Algorithms based on artificial intelligence, image/video processing and computer vision are designed and used to fight against fake news that include doctored images [10] and/or AI-based generated videos (i.e. deepfakes) [7]. The issue addressed in this article is different in the sense that the open question is not about the integrity of the picture but about the physical presence of the real Melania or of a body double in the scene recorded by the camera. So Biometrics (and more particularly Automatic Face Recognition), more than image forensic tools, is the appropriate technology to address the problem.

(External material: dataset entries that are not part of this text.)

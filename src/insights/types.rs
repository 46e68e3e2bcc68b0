//! Core data types for the derivation pass
//! Snapshots of API records plus the derived outputs

use chrono::{DateTime, Utc};
use serde::{Deserialize, Serialize};

/// Listing lifecycle
#[derive(Debug, Clone, Copy, PartialEq, Eq, Serialize, Deserialize)]
#[serde(rename_all = "kebab-case")]
pub enum PropertyStatus {
    PreLaunch,
    Active,
    UnderConstruction,
    Completed,
    SoldOut,
}

impl std::fmt::Display for PropertyStatus {
    fn fmt(&self, f: &mut std::fmt::Formatter<'_>) -> std::fmt::Result {
        match self {
            PropertyStatus::PreLaunch => write!(f, "pre-launch"),
            PropertyStatus::Active => write!(f, "active"),
            PropertyStatus::UnderConstruction => write!(f, "under-construction"),
            PropertyStatus::Completed => write!(f, "completed"),
            PropertyStatus::SoldOut => write!(f, "sold-out"),
        }
    }
}

/// Unit availability within a project
#[derive(Debug, Clone, Copy, PartialEq, Eq, Serialize, Deserialize)]
#[serde(rename_all = "kebab-case")]
pub enum AvailabilityStatus {
    Available,
    Limited,
    SoldOut,
}

impl AvailabilityStatus {
    pub fn is_purchasable(&self) -> bool {
        !matches!(self, AvailabilityStatus::SoldOut)
    }
}

impl std::fmt::Display for AvailabilityStatus {
    fn fmt(&self, f: &mut std::fmt::Formatter<'_>) -> std::fmt::Result {
        match self {
            AvailabilityStatus::Available => write!(f, "available"),
            AvailabilityStatus::Limited => write!(f, "limited"),
            AvailabilityStatus::SoldOut => write!(f, "sold-out"),
        }
    }
}

/// A score together with the scale it was recorded on.
/// Scores arrive as /5, /10 or /100 depending on the form that produced them,
/// so conversion is always explicit.
#[derive(Debug, Clone, Copy, PartialEq, Serialize, Deserialize)]
#[serde(rename_all = "camelCase")]
pub struct Score {
    pub value: f64,
    pub scale_max: f64,
}

impl Score {
    pub fn new(value: f64, scale_max: f64) -> Self {
        Score { value, scale_max }
    }

    pub fn out_of_five(value: f64) -> Self {
        Score::new(value, 5.0)
    }

    pub fn out_of_ten(value: f64) -> Self {
        Score::new(value, 10.0)
    }

    /// Fraction of the scale, None when the scale itself is unusable
    pub fn ratio(&self) -> Option<f64> {
        if self.scale_max.is_finite() && self.scale_max > 0.0 && self.value.is_finite() {
            Some(self.value / self.scale_max)
        } else {
            None
        }
    }

    /// Convert to another scale, e.g. 4.2/5 -> 8.4/10
    pub fn rescale(&self, scale_max: f64) -> Option<Score> {
        if !(scale_max.is_finite() && scale_max > 0.0) {
            return None;
        }
        self.ratio().map(|r| Score::new(r * scale_max, scale_max))
    }
}

/// Property listing - pure data, no behavior
#[derive(Debug, Clone, Default, Serialize, Deserialize)]
#[serde(rename_all = "camelCase", default)]
pub struct Property {
    pub id: i64,
    pub name: String,

    // Location
    pub zone: Option<String>,
    pub area: Option<String>,

    // Project attributes
    pub developer: Option<String>,
    #[serde(rename = "type")]
    pub property_type: Option<String>,
    pub status: Option<PropertyStatus>,
    pub tags: Vec<String>,
    pub rera_approved: bool,

    // Scores as entered by admins, scale depends on the form
    pub overall_score: Option<f64>,
    pub location_score: Option<f64>,
    pub amenities_score: Option<f64>,
    pub value_score: Option<f64>,

    // Market bands, per sqft
    pub area_avg_price_min: Option<f64>,
    pub area_avg_price_max: Option<f64>,
    pub city_avg_price_min: Option<f64>,
    pub city_avg_price_max: Option<f64>,

    // Media
    pub images: Vec<String>,
    pub youtube_video_url: Option<String>,

    pub created_at: Option<DateTime<Utc>>,
    pub updated_at: Option<DateTime<Utc>>,
}

/// One unit layout within a property, e.g. "3 BHK"
#[derive(Debug, Clone, Default, Serialize, Deserialize)]
#[serde(rename_all = "camelCase", default)]
pub struct PropertyConfiguration {
    pub id: i64,
    pub property_id: i64,
    pub configuration: String,
    pub built_up_area: Option<f64>,
    pub price_per_sqft: Option<f64>,
    /// Stored by some admin forms, never used when area and rate are present
    pub price: Option<f64>,
    pub availability_status: Option<AvailabilityStatus>,
    pub plot_size: Option<String>,
}

/// Civil/MEP verdict set
#[derive(Debug, Clone, Copy, PartialEq, Eq, Serialize, Deserialize)]
#[serde(rename_all = "kebab-case")]
pub enum CivilRecommendation {
    HighlyRecommended,
    Recommended,
    Conditional,
    NotRecommended,
}

/// Civil / MEP engineering audit
#[derive(Debug, Clone, Default, Serialize, Deserialize)]
#[serde(rename_all = "camelCase", default)]
pub struct CivilMepReport {
    pub id: i64,
    pub property_id: i64,
    /// 0-10
    pub overall_score: Option<f64>,
    pub investment_recommendation: Option<CivilRecommendation>,
    pub executive_summary: Option<String>,
    pub structural_analysis: Option<String>,
    pub mep_analysis: Option<String>,
    pub created_at: Option<DateTime<Utc>>,
}

/// Rating form used by the detailed valuation editor
#[derive(Debug, Clone, Copy, PartialEq, Eq, Serialize, Deserialize)]
#[serde(rename_all = "kebab-case")]
pub enum ValuationRating {
    ExcellentBuy,
    GoodBuy,
    Hold,
    Avoid,
}

/// Buy/hold/sell form used by the quick valuation editor
#[derive(Debug, Clone, Copy, PartialEq, Eq, Serialize, Deserialize)]
#[serde(rename_all = "kebab-case")]
pub enum TradeVerdict {
    Buy,
    Hold,
    Sell,
}

/// Valuation reports carry one of two verdict sets depending on which form
/// wrote them. "hold" exists in both and deserializes as a rating.
#[derive(Debug, Clone, Copy, PartialEq, Eq, Serialize, Deserialize)]
#[serde(untagged)]
pub enum ValuationRecommendation {
    Rating(ValuationRating),
    Verdict(TradeVerdict),
}

#[derive(Debug, Clone, Copy, PartialEq, Eq, Serialize, Deserialize)]
#[serde(rename_all = "lowercase")]
pub enum RiskLevel {
    Low,
    Medium,
    High,
}

/// The ten fixed cost heads of a valuation
#[derive(Debug, Clone, Default, PartialEq, Serialize, Deserialize)]
#[serde(rename_all = "camelCase", default)]
pub struct CostComponents {
    pub land_value: f64,
    pub construction_cost: f64,
    pub development_charges: f64,
    pub registration_stamp_duty: f64,
    pub gst_on_construction: f64,
    pub parking_charges: f64,
    pub clubhouse_maintenance: f64,
    pub interior_fittings: f64,
    pub moving_costs: f64,
    pub legal_charges: f64,
}

impl CostComponents {
    /// Field name and value pairs, in form order
    pub fn entries(&self) -> [(&'static str, f64); 10] {
        [
            ("landValue", self.land_value),
            ("constructionCost", self.construction_cost),
            ("developmentCharges", self.development_charges),
            ("registrationStampDuty", self.registration_stamp_duty),
            ("gstOnConstruction", self.gst_on_construction),
            ("parkingCharges", self.parking_charges),
            ("clubhouseMaintenance", self.clubhouse_maintenance),
            ("interiorFittings", self.interior_fittings),
            ("movingCosts", self.moving_costs),
            ("legalCharges", self.legal_charges),
        ]
    }
}

#[derive(Debug, Clone, Default, PartialEq, Serialize, Deserialize)]
#[serde(rename_all = "camelCase", default)]
pub struct HiddenCost {
    pub item: String,
    pub amount: f64,
    pub description: Option<String>,
}

#[derive(Debug, Clone, Default, PartialEq, Serialize, Deserialize)]
#[serde(rename_all = "camelCase", default)]
pub struct CostBreakdown {
    #[serde(flatten)]
    pub components: CostComponents,
    pub hidden_costs: Vec<HiddenCost>,
    /// Stored total; may have drifted from the parts
    pub total_estimated_cost: f64,
}

#[derive(Debug, Clone, Default, Serialize, Deserialize)]
#[serde(rename_all = "camelCase", default)]
pub struct MarketAnalysis {
    pub average_price_per_sqft: Option<f64>,
    pub annual_appreciation_rate: Option<f64>,
    pub demand_level: Option<String>,
    pub comparable_properties: Vec<String>,
    pub summary: Option<String>,
}

#[derive(Debug, Clone, Default, Serialize, Deserialize)]
#[serde(rename_all = "camelCase", default)]
pub struct RoiAnalysis {
    pub break_even_period: Option<f64>,
    pub total_roi_5_years: Option<f64>,
    pub total_roi_10_years: Option<f64>,
}

#[derive(Debug, Clone, Default, PartialEq, Serialize, Deserialize)]
#[serde(rename_all = "camelCase", default)]
pub struct LoanEligibility {
    pub max_loan_amount: f64,
    pub suggested_down_payment: f64,
    pub emi_estimate: f64,
}

#[derive(Debug, Clone, Default, Serialize, Deserialize)]
#[serde(rename_all = "camelCase", default)]
pub struct FinancialAnalysis {
    pub current_valuation: Option<f64>,
    /// Percentage as entered, e.g. 3.2
    pub rental_yield: Option<f64>,
    pub monthly_rental_income: Option<f64>,
    pub roi_analysis: RoiAnalysis,
    pub loan_eligibility: Option<LoanEligibility>,
}

#[derive(Debug, Clone, Default, Serialize, Deserialize)]
#[serde(rename_all = "camelCase", default)]
pub struct RiskAssessment {
    pub overall_risk: Option<RiskLevel>,
    pub risk_factors: Vec<String>,
    pub mitigation_strategies: Vec<String>,
}

/// Admin-authored valuation report
#[derive(Debug, Clone, Default, Serialize, Deserialize)]
#[serde(rename_all = "camelCase", default)]
pub struct PropertyValuationReport {
    pub id: i64,
    pub property_id: i64,
    pub cost_breakdown: CostBreakdown,
    pub market_analysis: MarketAnalysis,
    pub financial_analysis: FinancialAnalysis,
    pub risk_assessment: RiskAssessment,
    pub investment_recommendation: Option<ValuationRecommendation>,
    pub created_at: Option<DateTime<Utc>>,
}

/// Everything a property page fetches before deriving
#[derive(Debug, Clone, Default, Serialize, Deserialize)]
#[serde(rename_all = "camelCase", default)]
pub struct PropertySnapshot {
    pub property: Property,
    pub configurations: Vec<PropertyConfiguration>,
    pub civil_report: Option<CivilMepReport>,
    pub valuation_report: Option<PropertyValuationReport>,
}

#[cfg(test)]
mod tests {
    use super::*;

    #[test]
    fn test_score_rescale() {
        let score = Score::out_of_five(4.2);
        // Test 4.2 out of 5 is 8.4 out of 10
        let ten = score.rescale(10.0).unwrap();
        assert!((ten.value - 8.4).abs() < 1e-9);
        assert_eq!(ten.scale_max, 10.0);

        // Test a zero or negative scale has no ratio
        assert!(Score::new(3.0, 0.0).ratio().is_none());
        assert!(score.rescale(-1.0).is_none());
    }

    #[test]
    fn test_status_serde_kebab_case() {
        let status: PropertyStatus = serde_json::from_str("\"under-construction\"").unwrap();
        // Test kebab-case both ways
        assert_eq!(status, PropertyStatus::UnderConstruction);
        assert_eq!(status.to_string(), "under-construction");
        assert_eq!(
            serde_json::to_string(&AvailabilityStatus::SoldOut).unwrap(),
            "\"sold-out\""
        );
        // Test only sold-out blocks a booking
        assert!(!AvailabilityStatus::SoldOut.is_purchasable());
        assert!(AvailabilityStatus::Limited.is_purchasable());
    }

    #[test]
    fn test_valuation_recommendation_keeps_both_sets() {
        let rating: ValuationRecommendation = serde_json::from_str("\"good-buy\"").unwrap();
        assert_eq!(
            rating,
            ValuationRecommendation::Rating(ValuationRating::GoodBuy)
        );

        // Test the trade verdict set is kept apart from ratings
        let verdict: ValuationRecommendation = serde_json::from_str("\"sell\"").unwrap();
        assert_eq!(verdict, ValuationRecommendation::Verdict(TradeVerdict::Sell));

        // Test a civil recommendation is not a valuation recommendation
        assert!(serde_json::from_str::<ValuationRecommendation>("\"recommended\"").is_err());
    }

    #[test]
    fn test_property_deserializes_from_api_json() {
        let json = r#"{
            "id": 7,
            "name": "Skyline Residences",
            "zone": "north",
            "type": "apartment",
            "status": "pre-launch",
            "tags": ["gym", "rera-approved"],
            "reraApproved": true,
            "locationScore": 4.5,
            "areaAvgPriceMin": 7000
        }"#;

        let property: Property = serde_json::from_str(json).unwrap();

        // Test "type" maps to property_type and camelCase fields load
        assert_eq!(property.property_type.as_deref(), Some("apartment"));
        assert_eq!(property.status, Some(PropertyStatus::PreLaunch));
        assert_eq!(property.tags.len(), 2);
        assert!(property.rera_approved);
        assert_eq!(property.location_score, Some(4.5));
        assert_eq!(property.area_avg_price_min, Some(7000.0));
        // Test absent fields default
        assert!(property.developer.is_none());
    }

    #[test]
    fn test_cost_breakdown_flattens_components() {
        let json = r#"{
            "landValue": 1000000,
            "constructionCost": 500000,
            "hiddenCosts": [{"item": "Society deposit", "amount": 50000}],
            "totalEstimatedCost": 1500000
        }"#;

        let breakdown: CostBreakdown = serde_json::from_str(json).unwrap();

        // Test cost heads sit at the top level of the JSON
        assert_eq!(breakdown.components.land_value, 1_000_000.0);
        assert_eq!(breakdown.components.legal_charges, 0.0);
        assert_eq!(breakdown.hidden_costs[0].amount, 50_000.0);
        assert_eq!(breakdown.components.entries()[1], ("constructionCost", 500_000.0));
    }
}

There are two possibilities in case of the non-existence of a body double of Melania: either people are complotists in the sense that they are aware that Melania has no double body but claim the contrary or, people are of good faith and consider by visual inspection that there are two different people on photographs: Melania and a body double based on some possible visual differences among faces. Visual inspection by human is subjective and today less accurate than a digital and objective inspection by machines for many tasks related to face analysis [14]. This is why automatic face recognition may significantly help in the process for forming a robust opinion concerning this supposed conspiracy theory.

In this work, we use automatic face recognition to conduct an analysis of a group of images of Melania Trump, in order to try to determine if she has a body double or not.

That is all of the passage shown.